The committee had been considering the ABI’s request for approval of tests for breast cancer and Alzheimer’s disease when the moratorium was agreed. The approval process was frozen at that point.
The Health Department refused to comment on the possibility of an extension of the moratorium. The Human Genetics Commission, the Government’s advisory body on developments in genetic testing, said that it was aware that discussions on the moratorium were continuing. The commission refused to comment on the possibility of an extension.
The moratorium was originally designed to give insurers, genetics experts, health bodies and the Health Department breathing space in which to decide a compromise on the use of genetic tests.
For two years before the moratorium, insurers took into account seven genetic tests when setting premiums for life, critical illness, income protection and long-term care insurance.

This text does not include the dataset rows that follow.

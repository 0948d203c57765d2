//! Live course progress tracking against a planned route.
//!
//! A [`RunProgressSession`] owns all per-run mutable state: the last matched
//! route index and the trailing pace window. It is constructed once per
//! active run and threaded through each position update by a single caller:
//! no process-wide state, no internal locking (single-writer discipline).
//!
//! Each update projects the runner onto the nearest route segment within a
//! bounded window around the last match, keeping per-sample cost constant
//! over multi-hour runs. When the windowed search loses the runner (GPS gap,
//! shortcut), an R-tree nearest-neighbour query over the whole route re-seeds
//! the cursor.

use std::collections::VecDeque;

use chrono::{DateTime, Utc};
use geo::{coord, Closest, ClosestPoint, Line, Point};
use log::{debug, info, warn};
use rstar::{PointDistance, RTree, RTreeObject, AABB};
use serde::{Deserialize, Serialize};

use crate::checkpoints::{resolve_coordinates, SpatialCheckpoint};
use crate::error::{Result, TrackEngineError};
use crate::geo_utils::{cumulative_distances, haversine_distance};
use crate::{Checkpoint, CourseProgress, GpsPoint, TrackPoint};

/// Configuration for course progress tracking.
#[derive(Debug, Clone, PartialEq, Serialize, Deserialize)]
pub struct ProgressConfig {
    /// Distance from the route above which the runner is off course.
    /// Default: 50.0 meters (GPS variance plus trail width)
    pub off_course_threshold_m: f64,

    /// Route points searched on each side of the last matched index.
    /// Default: 25
    pub search_window: usize,

    /// Windowed-search distance above which the cursor is re-seeded with a
    /// global R-tree query. Default: 200.0 meters
    pub rematch_threshold_m: f64,

    /// Trailing position samples used for the recent-pace estimate.
    /// Default: 10
    pub pace_window: usize,
}

impl Default for ProgressConfig {
    fn default() -> Self {
        Self {
            off_course_threshold_m: 50.0,
            search_window: 25,
            rematch_threshold_m: 200.0,
            pace_window: 10,
        }
    }
}

/// ETA to the next unpassed checkpoint.
#[derive(Debug, Clone, PartialEq, Serialize, Deserialize)]
pub struct CheckpointEta {
    /// Checkpoint being approached
    pub checkpoint_id: String,
    /// Where the checkpoint sits on the route
    pub coordinate: GpsPoint,
    /// Along-route distance still to cover, in meters
    pub distance_remaining_m: f64,
    /// Estimated seconds until arrival at recent pace
    pub seconds_remaining: f64,
}

/// A route point with its index, for R-tree re-seeding queries.
#[derive(Debug, Clone, Copy)]
struct IndexedRoutePoint {
    idx: usize,
    lat: f64,
    lng: f64,
}

impl RTreeObject for IndexedRoutePoint {
    type Envelope = AABB<[f64; 2]>;

    fn envelope(&self) -> Self::Envelope {
        AABB::from_point([self.lat, self.lng])
    }
}

impl PointDistance for IndexedRoutePoint {
    fn distance_2(&self, point: &[f64; 2]) -> f64 {
        let dlat = self.lat - point[0];
        let dlng = self.lng - point[1];
        dlat * dlat + dlng * dlng
    }
}

/// Trailing pace sample: along-route distance at an elapsed time.
#[derive(Debug, Clone, Copy)]
struct PaceSample {
    elapsed_seconds: f64,
    along_route_m: f64,
}

/// Best match of a position onto the route.
#[derive(Debug, Clone, Copy)]
struct RouteMatch {
    /// Start index of the matched segment
    segment: usize,
    /// Distance along the route of the projected point, meters
    along_m: f64,
    /// Distance from the position to the projected point, meters
    distance_m: f64,
}

/// Per-run course progress state.
#[derive(Debug)]
pub struct RunProgressSession {
    route: Vec<GpsPoint>,
    route_cumulative: Vec<f64>,
    total_route_m: f64,
    checkpoints: Vec<SpatialCheckpoint>,
    spatial_index: RTree<IndexedRoutePoint>,
    config: ProgressConfig,

    last_matched: usize,
    along_route_m: f64,
    off_course: bool,
    started_at: Option<DateTime<Utc>>,
    pace_samples: VecDeque<PaceSample>,
}

impl RunProgressSession {
    /// Create a session for one active run.
    ///
    /// `route` is the planned path; `checkpoints` may arrive unordered and
    /// are resolved to route coordinates up front. Errors if the route has
    /// fewer than 2 points.
    pub fn new(
        route: &[TrackPoint],
        checkpoints: &[Checkpoint],
        config: ProgressConfig,
    ) -> Result<Self> {
        if route.len() < 2 {
            return Err(TrackEngineError::InsufficientRoutePoints {
                point_count: route.len(),
                minimum_required: 2,
            });
        }

        let coords: Vec<GpsPoint> = route.iter().map(|p| p.coordinate()).collect();
        let route_cumulative = cumulative_distances(&coords);
        let total_route_m = *route_cumulative.last().unwrap_or(&0.0);

        let mut resolved = resolve_coordinates(checkpoints, route);
        resolved.sort_by(|a, b| {
            a.checkpoint
                .distance_from_start_km
                .partial_cmp(&b.checkpoint.distance_from_start_km)
                .unwrap_or(std::cmp::Ordering::Equal)
        });

        let indexed: Vec<IndexedRoutePoint> = coords
            .iter()
            .enumerate()
            .map(|(i, p)| IndexedRoutePoint {
                idx: i,
                lat: p.latitude,
                lng: p.longitude,
            })
            .collect();

        info!(
            "[Progress] Session started: {:.1} km route, {} checkpoints",
            total_route_m / 1000.0,
            resolved.len()
        );

        Ok(Self {
            route: coords,
            route_cumulative,
            total_route_m,
            checkpoints: resolved,
            spatial_index: RTree::bulk_load(indexed),
            config,
            last_matched: 0,
            along_route_m: 0.0,
            off_course: false,
            started_at: None,
            pace_samples: VecDeque::new(),
        })
    }

    /// Process a new GPS sample and return the current course progress.
    pub fn update(&mut self, position: &TrackPoint) -> CourseProgress {
        let coord = position.coordinate();

        let mut matched = self.nearest_on_route(&coord, self.last_matched);

        // Windowed search lost the runner: re-seed from a global query
        if matched.distance_m > self.config.rematch_threshold_m {
            if let Some(hit) = self
                .spatial_index
                .nearest_neighbor(&[coord.latitude, coord.longitude])
            {
                let reseeded = self.nearest_on_route(&coord, hit.idx);
                if reseeded.distance_m < matched.distance_m {
                    debug!(
                        "[Progress] Cursor re-seeded from segment {} to {}",
                        matched.segment, reseeded.segment
                    );
                    matched = reseeded;
                }
            }
        }

        self.last_matched = matched.segment;
        self.along_route_m = matched.along_m;
        self.record_pace_sample(position.timestamp, matched.along_m);

        let distance_off_course_m = if matched.distance_m > self.config.off_course_threshold_m {
            if !self.off_course {
                warn!(
                    "[Progress] Off course by {:.0} m near segment {}",
                    matched.distance_m, matched.segment
                );
                self.off_course = true;
            }
            matched.distance_m
        } else {
            if self.off_course {
                info!("[Progress] Back on course");
                self.off_course = false;
            }
            0.0
        };

        CourseProgress {
            percent_complete: self.percent_complete(),
            distance_off_course_m,
        }
    }

    /// Current along-route distance in meters.
    pub fn along_route_m(&self) -> f64 {
        self.along_route_m
    }

    /// Current progress along the route, clamped to [0, 100].
    pub fn percent_complete(&self) -> f64 {
        if self.total_route_m <= 0.0 {
            return 0.0;
        }
        (self.along_route_m / self.total_route_m * 100.0).clamp(0.0, 100.0)
    }

    /// Recent pace from the trailing window, in seconds per kilometer.
    ///
    /// Reacts to current effort rather than the cumulative average. None
    /// until the window spans nonzero distance and time.
    pub fn recent_pace_seconds_per_km(&self) -> Option<f64> {
        let first = self.pace_samples.front()?;
        let last = self.pace_samples.back()?;
        let distance_m = last.along_route_m - first.along_route_m;
        let elapsed = last.elapsed_seconds - first.elapsed_seconds;
        if distance_m <= 0.0 || elapsed <= 0.0 {
            return None;
        }
        Some(elapsed / (distance_m / 1000.0))
    }

    /// ETA to the next checkpoint not yet passed, at recent pace.
    ///
    /// None when every checkpoint is behind the runner or the pace window is
    /// not yet usable.
    pub fn next_checkpoint_eta(&self) -> Option<CheckpointEta> {
        let next = self
            .checkpoints
            .iter()
            .find(|cp| cp.checkpoint.distance_from_start_km * 1000.0 > self.along_route_m)?;
        let pace = self.recent_pace_seconds_per_km()?;
        let distance_remaining_m =
            next.checkpoint.distance_from_start_km * 1000.0 - self.along_route_m;
        Some(CheckpointEta {
            checkpoint_id: next.checkpoint.id.clone(),
            coordinate: next.coordinate,
            distance_remaining_m,
            seconds_remaining: distance_remaining_m / 1000.0 * pace,
        })
    }

    fn record_pace_sample(&mut self, timestamp: DateTime<Utc>, along_m: f64) {
        let started = *self.started_at.get_or_insert(timestamp);
        let elapsed_seconds = (timestamp - started).num_milliseconds() as f64 / 1000.0;
        self.pace_samples.push_back(PaceSample {
            elapsed_seconds,
            along_route_m: along_m,
        });
        while self.pace_samples.len() > self.config.pace_window {
            self.pace_samples.pop_front();
        }
    }

    /// Search route segments in a window around `center` and return the best
    /// projection of `position`.
    fn nearest_on_route(&self, position: &GpsPoint, center: usize) -> RouteMatch {
        let last_segment = self.route.len() - 2;
        let lo = center.saturating_sub(self.config.search_window);
        let hi = (center + self.config.search_window).min(last_segment);

        let mut best = RouteMatch {
            segment: lo,
            along_m: self.route_cumulative[lo],
            distance_m: f64::INFINITY,
        };

        for seg in lo..=hi {
            let projected = self.project_onto_segment(position, seg);
            let distance_m = haversine_distance(position, &projected);
            if distance_m < best.distance_m {
                best = RouteMatch {
                    segment: seg,
                    along_m: self.route_cumulative[seg]
                        + haversine_distance(&self.route[seg], &projected),
                    distance_m,
                };
            }
        }

        best
    }

    /// Project a position onto route segment `[seg, seg + 1]`.
    ///
    /// Projection runs in degree space, which is accurate at GPS segment
    /// scale; the resulting distance is measured with haversine.
    fn project_onto_segment(&self, position: &GpsPoint, seg: usize) -> GpsPoint {
        let a = &self.route[seg];
        let b = &self.route[seg + 1];
        let line = Line::new(
            coord! { x: a.longitude, y: a.latitude },
            coord! { x: b.longitude, y: b.latitude },
        );
        match line.closest_point(&Point::new(position.longitude, position.latitude)) {
            Closest::Intersection(p) | Closest::SinglePoint(p) => GpsPoint::new(p.y(), p.x()),
            // Degenerate (zero-length) segment: use its start point
            Closest::Indeterminate => *a,
        }
    }
}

The tests were for Huntington’s disease, two types of breast cancer, early onset Alzheimer’s disease, myotonic dystrophy, familial adenomatous polyposis, multiple endocrine neoplasia and hereditary motor and sensory neuropathy.
The ABI has since decided that tests for myotonic dystrophy are not sufficiently predictive, while people with the polyposis and neuropathy genes display symptoms that make it unnecessary for insurers to ask for test results.